Once the lines below holding the string "PathBuf" are counted, give that number alone.

BEGIN MATERIAL SHOWN

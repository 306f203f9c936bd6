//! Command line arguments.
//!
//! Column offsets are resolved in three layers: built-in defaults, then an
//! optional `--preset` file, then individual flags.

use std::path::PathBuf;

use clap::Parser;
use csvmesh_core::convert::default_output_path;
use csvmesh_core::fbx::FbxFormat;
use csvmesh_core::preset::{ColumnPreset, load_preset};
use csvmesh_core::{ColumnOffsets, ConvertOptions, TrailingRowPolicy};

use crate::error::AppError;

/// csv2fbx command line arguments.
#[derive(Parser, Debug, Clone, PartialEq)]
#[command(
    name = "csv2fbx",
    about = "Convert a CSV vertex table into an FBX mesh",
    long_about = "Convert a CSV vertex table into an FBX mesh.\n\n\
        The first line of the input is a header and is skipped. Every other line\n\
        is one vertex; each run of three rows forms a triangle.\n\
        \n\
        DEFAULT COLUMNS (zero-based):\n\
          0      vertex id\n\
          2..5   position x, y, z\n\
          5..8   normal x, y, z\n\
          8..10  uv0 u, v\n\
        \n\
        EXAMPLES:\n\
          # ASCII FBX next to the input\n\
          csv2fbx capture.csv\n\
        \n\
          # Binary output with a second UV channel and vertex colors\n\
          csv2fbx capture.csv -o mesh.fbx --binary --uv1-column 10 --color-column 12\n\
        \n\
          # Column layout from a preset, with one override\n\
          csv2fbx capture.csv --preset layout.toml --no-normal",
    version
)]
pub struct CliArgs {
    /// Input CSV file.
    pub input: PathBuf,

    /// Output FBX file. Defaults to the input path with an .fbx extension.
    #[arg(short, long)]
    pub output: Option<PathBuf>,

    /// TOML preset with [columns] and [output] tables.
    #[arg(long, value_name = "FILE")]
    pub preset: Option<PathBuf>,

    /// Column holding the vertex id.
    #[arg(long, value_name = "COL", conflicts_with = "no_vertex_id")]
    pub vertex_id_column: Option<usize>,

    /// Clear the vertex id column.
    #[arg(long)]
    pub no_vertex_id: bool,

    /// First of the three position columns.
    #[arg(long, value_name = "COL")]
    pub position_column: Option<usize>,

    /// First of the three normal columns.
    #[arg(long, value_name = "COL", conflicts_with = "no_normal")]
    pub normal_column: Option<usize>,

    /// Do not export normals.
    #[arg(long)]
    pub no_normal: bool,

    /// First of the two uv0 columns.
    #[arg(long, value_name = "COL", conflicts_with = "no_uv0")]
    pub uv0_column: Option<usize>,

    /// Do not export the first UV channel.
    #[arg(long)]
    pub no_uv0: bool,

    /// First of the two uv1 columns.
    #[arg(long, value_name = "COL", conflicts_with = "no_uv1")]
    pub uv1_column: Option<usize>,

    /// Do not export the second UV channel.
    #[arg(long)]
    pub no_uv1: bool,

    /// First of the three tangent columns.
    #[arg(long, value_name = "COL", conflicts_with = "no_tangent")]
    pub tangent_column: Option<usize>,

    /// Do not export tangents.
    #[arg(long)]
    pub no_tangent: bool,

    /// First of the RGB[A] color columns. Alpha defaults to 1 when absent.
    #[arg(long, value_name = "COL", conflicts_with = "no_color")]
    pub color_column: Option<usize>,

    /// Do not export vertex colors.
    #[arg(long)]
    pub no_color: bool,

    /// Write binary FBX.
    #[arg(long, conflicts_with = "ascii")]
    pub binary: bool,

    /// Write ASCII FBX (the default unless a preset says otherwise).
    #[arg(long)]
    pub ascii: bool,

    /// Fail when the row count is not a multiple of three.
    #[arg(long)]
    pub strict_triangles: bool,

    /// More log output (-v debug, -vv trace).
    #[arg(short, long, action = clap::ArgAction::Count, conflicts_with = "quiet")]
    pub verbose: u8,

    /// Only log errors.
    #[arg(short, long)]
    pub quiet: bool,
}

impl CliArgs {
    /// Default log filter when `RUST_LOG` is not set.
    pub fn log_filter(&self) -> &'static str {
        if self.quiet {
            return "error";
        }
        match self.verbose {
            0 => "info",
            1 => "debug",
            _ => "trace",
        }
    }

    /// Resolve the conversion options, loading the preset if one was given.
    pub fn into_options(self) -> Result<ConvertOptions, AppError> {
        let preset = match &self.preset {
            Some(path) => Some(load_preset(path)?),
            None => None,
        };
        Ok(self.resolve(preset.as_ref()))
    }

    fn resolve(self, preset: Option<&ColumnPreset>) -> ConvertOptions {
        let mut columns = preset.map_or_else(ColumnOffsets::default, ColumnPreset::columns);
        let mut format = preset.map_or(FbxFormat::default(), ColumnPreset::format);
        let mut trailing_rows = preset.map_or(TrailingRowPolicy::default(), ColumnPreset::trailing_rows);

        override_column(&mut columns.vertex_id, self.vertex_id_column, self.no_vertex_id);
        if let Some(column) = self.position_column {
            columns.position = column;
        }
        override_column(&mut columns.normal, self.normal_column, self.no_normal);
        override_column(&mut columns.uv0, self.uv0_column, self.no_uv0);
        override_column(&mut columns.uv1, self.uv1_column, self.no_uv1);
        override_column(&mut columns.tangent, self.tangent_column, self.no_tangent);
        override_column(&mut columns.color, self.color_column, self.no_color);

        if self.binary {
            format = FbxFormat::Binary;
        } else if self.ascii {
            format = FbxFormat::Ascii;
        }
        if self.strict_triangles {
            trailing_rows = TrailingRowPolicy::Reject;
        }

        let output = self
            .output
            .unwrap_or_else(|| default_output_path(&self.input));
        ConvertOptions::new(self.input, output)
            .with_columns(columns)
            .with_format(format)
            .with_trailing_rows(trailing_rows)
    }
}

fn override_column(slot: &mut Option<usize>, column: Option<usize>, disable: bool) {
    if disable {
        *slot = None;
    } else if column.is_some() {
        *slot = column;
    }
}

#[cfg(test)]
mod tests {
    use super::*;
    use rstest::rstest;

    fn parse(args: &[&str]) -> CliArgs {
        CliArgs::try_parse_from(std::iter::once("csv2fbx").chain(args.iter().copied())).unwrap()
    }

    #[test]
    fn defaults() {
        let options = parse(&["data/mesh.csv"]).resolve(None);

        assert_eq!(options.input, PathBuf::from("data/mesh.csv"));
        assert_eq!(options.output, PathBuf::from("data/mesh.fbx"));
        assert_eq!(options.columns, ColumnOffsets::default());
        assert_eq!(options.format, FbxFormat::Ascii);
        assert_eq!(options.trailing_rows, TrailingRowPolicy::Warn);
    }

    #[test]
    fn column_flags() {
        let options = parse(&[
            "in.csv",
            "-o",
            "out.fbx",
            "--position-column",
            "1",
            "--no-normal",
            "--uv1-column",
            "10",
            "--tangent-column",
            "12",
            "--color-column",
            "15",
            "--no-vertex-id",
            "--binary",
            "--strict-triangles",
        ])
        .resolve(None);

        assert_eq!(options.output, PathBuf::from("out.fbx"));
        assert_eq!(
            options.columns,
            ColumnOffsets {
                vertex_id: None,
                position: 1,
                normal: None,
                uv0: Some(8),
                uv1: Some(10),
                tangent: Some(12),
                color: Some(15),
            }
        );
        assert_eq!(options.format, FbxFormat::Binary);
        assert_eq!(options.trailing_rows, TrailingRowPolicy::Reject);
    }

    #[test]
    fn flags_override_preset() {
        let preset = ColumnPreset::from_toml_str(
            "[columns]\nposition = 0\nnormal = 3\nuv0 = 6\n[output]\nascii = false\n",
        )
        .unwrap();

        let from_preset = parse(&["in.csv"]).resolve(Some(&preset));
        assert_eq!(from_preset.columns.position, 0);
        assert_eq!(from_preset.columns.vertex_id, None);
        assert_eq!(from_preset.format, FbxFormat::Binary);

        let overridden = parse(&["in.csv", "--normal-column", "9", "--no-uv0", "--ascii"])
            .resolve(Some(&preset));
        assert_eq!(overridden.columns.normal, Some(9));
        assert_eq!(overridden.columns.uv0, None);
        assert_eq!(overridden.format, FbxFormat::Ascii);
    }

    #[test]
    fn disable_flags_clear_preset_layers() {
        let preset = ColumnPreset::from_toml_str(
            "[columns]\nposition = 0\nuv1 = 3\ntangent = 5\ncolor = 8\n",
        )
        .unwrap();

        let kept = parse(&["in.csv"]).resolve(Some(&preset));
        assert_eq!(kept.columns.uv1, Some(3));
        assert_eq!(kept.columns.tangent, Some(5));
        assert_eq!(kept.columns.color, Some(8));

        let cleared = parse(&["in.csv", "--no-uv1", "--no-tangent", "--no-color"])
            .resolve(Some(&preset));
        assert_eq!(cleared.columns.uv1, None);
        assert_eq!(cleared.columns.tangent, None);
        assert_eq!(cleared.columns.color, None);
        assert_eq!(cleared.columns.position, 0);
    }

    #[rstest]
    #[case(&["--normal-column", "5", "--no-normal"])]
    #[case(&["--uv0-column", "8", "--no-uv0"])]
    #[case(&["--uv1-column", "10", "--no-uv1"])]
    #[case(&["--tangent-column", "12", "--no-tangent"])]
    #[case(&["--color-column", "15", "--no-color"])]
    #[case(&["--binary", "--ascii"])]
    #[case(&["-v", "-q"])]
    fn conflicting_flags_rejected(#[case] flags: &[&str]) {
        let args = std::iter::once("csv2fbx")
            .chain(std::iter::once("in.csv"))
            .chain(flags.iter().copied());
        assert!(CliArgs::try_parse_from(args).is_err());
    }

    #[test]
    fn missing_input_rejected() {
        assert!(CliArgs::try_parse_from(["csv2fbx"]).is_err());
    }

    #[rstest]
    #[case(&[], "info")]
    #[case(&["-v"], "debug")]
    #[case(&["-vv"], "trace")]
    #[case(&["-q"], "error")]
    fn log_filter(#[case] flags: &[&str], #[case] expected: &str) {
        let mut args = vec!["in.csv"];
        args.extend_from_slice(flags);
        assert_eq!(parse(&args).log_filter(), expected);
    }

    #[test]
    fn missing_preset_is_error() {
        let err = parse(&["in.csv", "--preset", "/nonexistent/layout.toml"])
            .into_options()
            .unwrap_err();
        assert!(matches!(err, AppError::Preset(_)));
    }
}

END MATERIAL SHOWN
BEGIN MATERIAL SHOWN

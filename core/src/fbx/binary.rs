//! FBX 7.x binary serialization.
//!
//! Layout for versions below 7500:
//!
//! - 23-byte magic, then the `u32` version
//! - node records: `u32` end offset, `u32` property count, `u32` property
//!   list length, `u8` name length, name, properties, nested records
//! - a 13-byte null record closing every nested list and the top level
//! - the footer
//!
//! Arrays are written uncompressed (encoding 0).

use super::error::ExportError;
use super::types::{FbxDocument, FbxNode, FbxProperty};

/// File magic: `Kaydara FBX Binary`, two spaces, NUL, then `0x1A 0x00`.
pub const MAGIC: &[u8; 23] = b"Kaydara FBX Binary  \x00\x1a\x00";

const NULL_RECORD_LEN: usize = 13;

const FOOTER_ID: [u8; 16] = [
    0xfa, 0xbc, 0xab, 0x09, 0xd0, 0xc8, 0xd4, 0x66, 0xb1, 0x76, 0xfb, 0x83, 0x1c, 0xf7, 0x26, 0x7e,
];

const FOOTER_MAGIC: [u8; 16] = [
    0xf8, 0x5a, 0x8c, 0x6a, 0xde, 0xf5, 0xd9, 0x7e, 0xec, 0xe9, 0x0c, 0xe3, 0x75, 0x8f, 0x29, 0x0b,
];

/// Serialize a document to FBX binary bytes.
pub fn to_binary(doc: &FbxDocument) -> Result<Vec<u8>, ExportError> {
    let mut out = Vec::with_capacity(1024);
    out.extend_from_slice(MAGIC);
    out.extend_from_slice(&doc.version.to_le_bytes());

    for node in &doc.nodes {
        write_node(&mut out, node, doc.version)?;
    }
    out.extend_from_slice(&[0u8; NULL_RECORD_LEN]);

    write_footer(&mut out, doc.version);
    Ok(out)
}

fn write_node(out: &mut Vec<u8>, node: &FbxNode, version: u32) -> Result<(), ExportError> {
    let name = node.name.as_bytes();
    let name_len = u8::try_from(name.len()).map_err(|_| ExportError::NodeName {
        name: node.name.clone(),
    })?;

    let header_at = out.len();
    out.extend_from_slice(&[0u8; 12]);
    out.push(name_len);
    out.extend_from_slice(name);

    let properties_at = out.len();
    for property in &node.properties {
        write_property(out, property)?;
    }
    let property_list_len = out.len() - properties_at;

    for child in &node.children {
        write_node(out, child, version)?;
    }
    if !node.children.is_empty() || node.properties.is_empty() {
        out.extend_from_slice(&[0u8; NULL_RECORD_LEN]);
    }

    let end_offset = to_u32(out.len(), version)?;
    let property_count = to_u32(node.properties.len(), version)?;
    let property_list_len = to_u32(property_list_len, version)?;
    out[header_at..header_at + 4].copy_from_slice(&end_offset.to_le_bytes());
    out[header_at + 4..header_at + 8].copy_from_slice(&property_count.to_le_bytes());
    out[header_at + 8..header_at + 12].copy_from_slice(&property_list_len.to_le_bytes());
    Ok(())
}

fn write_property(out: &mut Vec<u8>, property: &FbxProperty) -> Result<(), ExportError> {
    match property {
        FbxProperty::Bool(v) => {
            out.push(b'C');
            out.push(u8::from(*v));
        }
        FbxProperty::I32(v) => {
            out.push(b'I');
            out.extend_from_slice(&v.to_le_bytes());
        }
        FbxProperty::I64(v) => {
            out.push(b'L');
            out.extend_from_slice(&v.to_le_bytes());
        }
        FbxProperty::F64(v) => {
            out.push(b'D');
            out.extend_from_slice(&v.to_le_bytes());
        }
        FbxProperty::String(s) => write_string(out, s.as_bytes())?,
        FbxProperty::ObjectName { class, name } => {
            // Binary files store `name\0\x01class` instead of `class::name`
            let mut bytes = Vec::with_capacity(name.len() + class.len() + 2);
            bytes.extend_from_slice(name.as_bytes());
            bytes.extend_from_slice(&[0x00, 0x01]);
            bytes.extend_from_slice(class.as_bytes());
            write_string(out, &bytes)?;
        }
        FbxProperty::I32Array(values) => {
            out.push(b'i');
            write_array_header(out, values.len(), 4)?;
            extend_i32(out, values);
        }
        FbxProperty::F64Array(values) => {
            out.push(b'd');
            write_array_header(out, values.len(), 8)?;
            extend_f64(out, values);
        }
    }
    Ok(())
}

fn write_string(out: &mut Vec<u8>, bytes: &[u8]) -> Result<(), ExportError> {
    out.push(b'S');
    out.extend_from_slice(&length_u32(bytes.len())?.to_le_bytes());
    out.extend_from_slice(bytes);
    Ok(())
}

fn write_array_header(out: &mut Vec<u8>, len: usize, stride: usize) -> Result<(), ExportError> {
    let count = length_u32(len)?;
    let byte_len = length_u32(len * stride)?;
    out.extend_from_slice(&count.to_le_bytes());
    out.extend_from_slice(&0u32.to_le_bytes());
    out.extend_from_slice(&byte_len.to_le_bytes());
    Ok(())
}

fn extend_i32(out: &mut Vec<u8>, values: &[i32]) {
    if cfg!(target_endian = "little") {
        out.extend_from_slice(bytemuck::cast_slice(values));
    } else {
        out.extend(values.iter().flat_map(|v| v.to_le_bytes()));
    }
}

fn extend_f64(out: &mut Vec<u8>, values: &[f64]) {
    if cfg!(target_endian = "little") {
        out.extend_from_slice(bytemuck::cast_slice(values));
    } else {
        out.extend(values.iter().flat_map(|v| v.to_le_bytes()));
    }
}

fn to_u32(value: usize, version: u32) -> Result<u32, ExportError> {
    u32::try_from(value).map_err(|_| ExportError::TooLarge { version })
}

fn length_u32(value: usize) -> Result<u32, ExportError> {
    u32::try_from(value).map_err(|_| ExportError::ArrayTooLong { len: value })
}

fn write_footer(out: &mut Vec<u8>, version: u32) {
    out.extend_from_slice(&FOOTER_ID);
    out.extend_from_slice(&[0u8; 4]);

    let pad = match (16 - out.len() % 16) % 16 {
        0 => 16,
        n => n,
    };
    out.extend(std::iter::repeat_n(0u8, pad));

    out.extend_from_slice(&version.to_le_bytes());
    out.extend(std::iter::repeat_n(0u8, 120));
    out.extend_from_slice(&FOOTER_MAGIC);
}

END MATERIAL SHOWN

*EXERCISE RESULT*
7